(Material shown)
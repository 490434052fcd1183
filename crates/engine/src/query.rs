//! Query translator
//!
//! Turns symbolic find options into a [`NativeQuery`] for the driver.
//!
//! ## Conditions
//!
//! - `field => value` means equality
//! - `field => [a, b]` means "any of" (`$in`), unless the field is declared
//!   `Array`, where an array value is compared as a whole
//! - `field => { "$op" => .. }` passes through untouched
//! - `id` is an alias for `_id`
//! - values for declared scalar keys are coerced like assignments, so
//!   `age => "27"` finds the record saved with `age = 27`
//!
//! ## Order
//!
//! `"field [asc|desc], field [asc|desc]"`, direction case-insensitive and
//! ascending by default. The natural order token (`$natural` by default)
//! selects insertion order. An empty order falls back to the model's
//! default order, else to the driver's natural order.

use docmap_core::{
    normalize_key, Document, Error, NativeQuery, Result, SortDirection, SortKey, Value, ID_FIELD,
};
use tracing::debug;

use crate::catalog::ModelDef;
use crate::config::MapperConfig;
use crate::schema::{KeyType, TYPE_KEY};

/// Which boundary of a result set a finder returns
#[derive(Debug, Clone, Copy, PartialEq, Eq)]
pub enum Selector {
    /// Every matching record
    All,
    /// The first record in the requested order
    First,
    /// The last record in the requested order
    Last,
}

/// Conditions, order and window of a find
#[derive(Debug, Clone, Default, PartialEq)]
pub struct FindOptions {
    /// Field conditions, conjoined
    pub conditions: Document,
    /// Order clause, e.g. `"last_name asc, age desc"`
    pub order: Option<String>,
    /// Maximum number of records
    pub limit: Option<usize>,
    /// Number of records to skip
    pub offset: Option<usize>,
}

impl FindOptions {
    /// Options matching everything in default order
    pub fn new() -> Self {
        Self::default()
    }

    /// Replace the conditions
    pub fn conditions(mut self, conditions: Document) -> Self {
        self.conditions = conditions;
        self
    }

    /// Set the order clause
    pub fn order(mut self, order: impl Into<String>) -> Self {
        self.order = Some(order.into());
        self
    }

    /// Set the limit
    pub fn limit(mut self, limit: usize) -> Self {
        self.limit = Some(limit);
        self
    }

    /// Set the offset
    pub fn offset(mut self, offset: usize) -> Self {
        self.offset = Some(offset);
        self
    }
}

impl From<Document> for FindOptions {
    fn from(conditions: Document) -> Self {
        FindOptions::new().conditions(conditions)
    }
}

/// Parse an order clause into sort keys
///
/// `natural_token` names the pseudo-field that selects insertion order.
///
/// # Errors
///
/// Returns `Error::InvalidArguments` for an empty field or an unknown
/// direction word.
pub fn parse_order(order: &str, natural_token: &str) -> Result<Vec<SortKey>> {
    let mut keys = Vec::new();
    for clause in order.split(',') {
        let clause = clause.trim();
        if clause.is_empty() {
            continue;
        }
        let mut words = clause.split_whitespace();
        let field = words.next().unwrap_or_default();
        let direction = match words.next() {
            None => SortDirection::Ascending,
            Some(word) => SortDirection::parse(word).ok_or_else(|| {
                Error::InvalidArguments(format!(
                    "invalid sort direction '{}' in order '{}'",
                    word, order
                ))
            })?,
        };
        if let Some(extra) = words.next() {
            return Err(Error::InvalidArguments(format!(
                "unexpected '{}' in order '{}'",
                extra, order
            )));
        }
        let field = normalize_key(field);
        keys.push(if field == natural_token {
            SortKey::Natural(direction)
        } else if field == "id" {
            SortKey::Field {
                field: ID_FIELD.to_string(),
                direction,
            }
        } else {
            SortKey::Field {
                field: field.to_string(),
                direction,
            }
        });
    }
    Ok(keys)
}

/// Translates find options for one model
#[derive(Debug, Clone, Copy)]
pub struct QueryTranslator<'a> {
    def: &'a ModelDef,
    config: &'a MapperConfig,
}

impl<'a> QueryTranslator<'a> {
    /// Translator for `def` under `config`
    pub fn new(def: &'a ModelDef, config: &'a MapperConfig) -> Self {
        Self { def, config }
    }

    /// Conditions that restrict a query to this model
    ///
    /// Subtypes only see documents whose `_type` is their own name.
    pub fn base_scope(&self) -> Document {
        let mut scope = Document::new();
        if self.def.is_subtype() {
            scope.insert(TYPE_KEY.to_string(), Value::from(self.def.name()));
        }
        scope
    }

    /// Translate conditions into a native filter
    pub fn filter(&self, conditions: &Document) -> Document {
        conditions
            .iter()
            .map(|(field, value)| {
                let field = match normalize_key(field) {
                    "id" => ID_FIELD,
                    other => other,
                };
                (field.to_string(), self.condition(field, value.clone()))
            })
            .collect()
    }

    fn condition(&self, field: &str, value: Value) -> Value {
        let key_type = if field == ID_FIELD {
            Some(&KeyType::ObjectId)
        } else {
            self.def.key(field).map(|k| k.key_type())
        };
        match value {
            Value::Object(ops) if !ops.is_empty() && ops.keys().all(|k| k.starts_with('$')) => {
                Value::Object(ops)
            }
            Value::Array(items) if !matches!(key_type, Some(KeyType::Array)) => {
                let items = items
                    .into_iter()
                    .map(|item| coerce_condition(key_type, item))
                    .collect();
                let mut op = Document::new();
                op.insert("$in".to_string(), Value::Array(items));
                Value::Object(op)
            }
            other => coerce_condition(key_type, other),
        }
    }

    /// Translate an order clause, falling back to the model default
    pub fn sort(&self, order: Option<&str>) -> Result<Vec<SortKey>> {
        let clause = match order.map(str::trim) {
            Some(clause) if !clause.is_empty() => clause,
            _ => match self.def.default_order() {
                Some(default) => default,
                None => return Ok(Vec::new()),
            },
        };
        parse_order(clause, &self.config.natural_order_token)
    }

    /// Translate a full find, conjoining `scope` with the conditions
    ///
    /// Scope entries win over conditions on the same field.
    pub fn translate(&self, scope: &Document, options: &FindOptions) -> Result<NativeQuery> {
        let mut filter = self.filter(&options.conditions);
        for (field, value) in scope {
            filter.insert(field.clone(), value.clone());
        }
        let mut query = NativeQuery::new(filter).with_sort(self.sort(options.order.as_deref())?);
        query.limit = options.limit;
        query.skip = options.offset;

        debug!(
            target: "docmap::query",
            collection = self.def.collection(),
            model = self.def.name(),
            filter = ?query.filter,
            sort = ?query.sort,
            limit = ?query.limit,
            skip = ?query.skip,
            "Translated query"
        );
        Ok(query)
    }

    /// Sort keys for `last`: the requested order reversed, or natural
    /// descending when nothing is ordered
    ///
    /// The driver breaks ties in ascending natural order, so that tie-break
    /// is made explicit before reversing.
    pub fn reversed_sort(&self, order: Option<&str>) -> Result<Vec<SortKey>> {
        let mut sort = self.sort(order)?;
        if sort.is_empty() {
            return Ok(vec![SortKey::Natural(SortDirection::Descending)]);
        }
        if !sort.iter().any(|key| matches!(key, SortKey::Natural(_))) {
            sort.push(SortKey::Natural(SortDirection::Ascending));
        }
        Ok(sort.iter().map(SortKey::reversed).collect())
    }
}

fn coerce_condition(key_type: Option<&KeyType>, value: Value) -> Value {
    match key_type {
        Some(key_type) if key_type.is_scalar() && !value.is_null() => {
            match crate::schema::coerce(key_type, value.clone()) {
                // Leave uncoercible values as given rather than matching on null
                Value::Null => value,
                coerced => coerced,
            }
        }
        _ => value,
    }
}

#[cfg(test)]
mod tests {
    use super::*;
    use crate::catalog::Catalog;
    use crate::schema::Schema;
    use docmap_core::{doc, ObjectId};
    use proptest::prelude::*;
    use std::sync::Arc;

    fn users() -> Arc<ModelDef> {
        Catalog::builder()
            .register(
                Schema::document("User")
                    .key("first_name", KeyType::String)
                    .key("age", KeyType::Integer)
                    .key("tags", KeyType::Array),
            )
            .build()
            .unwrap()
            .get("User")
            .unwrap()
    }

    #[test]
    fn test_parse_order_directions() {
        let keys = parse_order("last_name, age DESC, first_name asc", "$natural").unwrap();
        assert_eq!(
            keys,
            vec![
                SortKey::asc("last_name"),
                SortKey::desc("age"),
                SortKey::asc("first_name")
            ]
        );
    }

    #[test]
    fn test_parse_order_natural_token() {
        let keys = parse_order("$natural desc", "$natural").unwrap();
        assert_eq!(keys, vec![SortKey::Natural(SortDirection::Descending)]);
    }

    #[test]
    fn test_parse_order_rejects_garbage() {
        assert!(matches!(
            parse_order("age sideways", "$natural"),
            Err(Error::InvalidArguments(_))
        ));
        assert!(parse_order("age asc extra", "$natural").is_err());
        assert!(parse_order("", "$natural").unwrap().is_empty());
    }

    #[test]
    fn test_array_condition_becomes_in() {
        let def = users();
        let config = MapperConfig::default();
        let filter = QueryTranslator::new(&def, &config).filter(&doc! { "age" => vec![26, 27] });
        assert_eq!(filter, doc! { "age" => doc! { "$in" => vec![26, 27] } });
    }

    #[test]
    fn test_array_typed_field_compares_whole_array() {
        let def = users();
        let config = MapperConfig::default();
        let filter = QueryTranslator::new(&def, &config).filter(&doc! { "tags" => vec!["a", "b"] });
        assert_eq!(filter, doc! { "tags" => vec!["a", "b"] });
    }

    #[test]
    fn test_conditions_are_coerced() {
        let def = users();
        let config = MapperConfig::default();
        let translator = QueryTranslator::new(&def, &config);
        assert_eq!(translator.filter(&doc! { "age" => "27" }), doc! { "age" => 27 });
        assert_eq!(
            translator.filter(&doc! { "age" => vec!["26", "27"] }),
            doc! { "age" => doc! { "$in" => vec![26, 27] } }
        );
    }

    #[test]
    fn test_id_alias_and_hex_coercion() {
        let def = users();
        let config = MapperConfig::default();
        let id = ObjectId::new();
        let filter = QueryTranslator::new(&def, &config).filter(&doc! { "id" => id.to_hex() });
        assert_eq!(filter, doc! { "_id" => id });
    }

    #[test]
    fn test_operator_objects_pass_through() {
        let def = users();
        let config = MapperConfig::default();
        let conditions = doc! { "age" => doc! { "$gt" => 20 } };
        assert_eq!(QueryTranslator::new(&def, &config).filter(&conditions), conditions);
    }

    #[test]
    fn test_scope_wins_and_window_applies() {
        let def = users();
        let config = MapperConfig::default();
        let options = FindOptions::new()
            .conditions(doc! { "first_name" => "John" })
            .order("age desc")
            .limit(2)
            .offset(1);
        let query = QueryTranslator::new(&def, &config)
            .translate(&doc! { "first_name" => "Steve" }, &options)
            .unwrap();
        assert_eq!(query.filter, doc! { "first_name" => "Steve" });
        assert_eq!(query.sort, vec![SortKey::desc("age")]);
        assert_eq!(query.limit, Some(2));
        assert_eq!(query.skip, Some(1));
    }

    #[test]
    fn test_default_order_and_reversal() {
        let def = Catalog::builder()
            .register(Schema::document("Message").default_order("position asc"))
            .build()
            .unwrap()
            .get("Message")
            .unwrap();
        let config = MapperConfig::default();
        let translator = QueryTranslator::new(&def, &config);
        assert_eq!(translator.sort(None).unwrap(), vec![SortKey::asc("position")]);
        assert_eq!(translator.sort(Some("  ")).unwrap(), vec![SortKey::asc("position")]);
        assert_eq!(
            translator.reversed_sort(None).unwrap(),
            vec![SortKey::desc("position"), SortKey::Natural(SortDirection::Descending)]
        );
    }

    #[test]
    fn test_reversed_sort_keeps_explicit_natural_key() {
        let def = users();
        let config = MapperConfig::default();
        assert_eq!(
            QueryTranslator::new(&def, &config)
                .reversed_sort(Some("age desc, $natural asc"))
                .unwrap(),
            vec![SortKey::asc("age"), SortKey::Natural(SortDirection::Descending)]
        );
    }

    #[test]
    fn test_reversed_sort_without_order_is_natural_desc() {
        let def = users();
        let config = MapperConfig::default();
        assert_eq!(
            QueryTranslator::new(&def, &config).reversed_sort(None).unwrap(),
            vec![SortKey::Natural(SortDirection::Descending)]
        );
    }

    #[test]
    fn test_subtype_scope_filters_type() {
        let catalog = Catalog::builder()
            .register(Schema::document("Message").polymorphic())
            .register(Schema::subtype("Enter", "Message"))
            .build()
            .unwrap();
        let config = MapperConfig::default();
        let enter = catalog.get("Enter").unwrap();
        assert_eq!(QueryTranslator::new(&enter, &config).base_scope(), doc! { "_type" => "Enter" });
        let message = catalog.get("Message").unwrap();
        assert!(QueryTranslator::new(&message, &config).base_scope().is_empty());
    }

    proptest! {
        #[test]
        fn prop_order_round_trips(fields in proptest::collection::vec(("[a-z_]{1,12}", any::<bool>()), 1..5)) {
            let clause = fields
                .iter()
                .map(|(f, asc)| format!("{} {}", f, if *asc { "ASC" } else { "desc" }))
                .collect::<Vec<_>>()
                .join(", ");
            let keys = parse_order(&clause, "$natural").unwrap();
            prop_assert_eq!(keys.len(), fields.len());
            for (key, (field, asc)) in keys.iter().zip(fields.iter()) {
                let expected_field = if field == "id" { "_id" } else { field.as_str() };
                let expected = if *asc {
                    SortKey::asc(expected_field)
                } else {
                    SortKey::desc(expected_field)
                };
                prop_assert_eq!(key, &expected);
            }
        }
    }
}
(End Material shown)
▸ **Problem statement**: Count the lines of the data above where the string "that" shows up; reply with the number only.

▸ **Expected output**: 3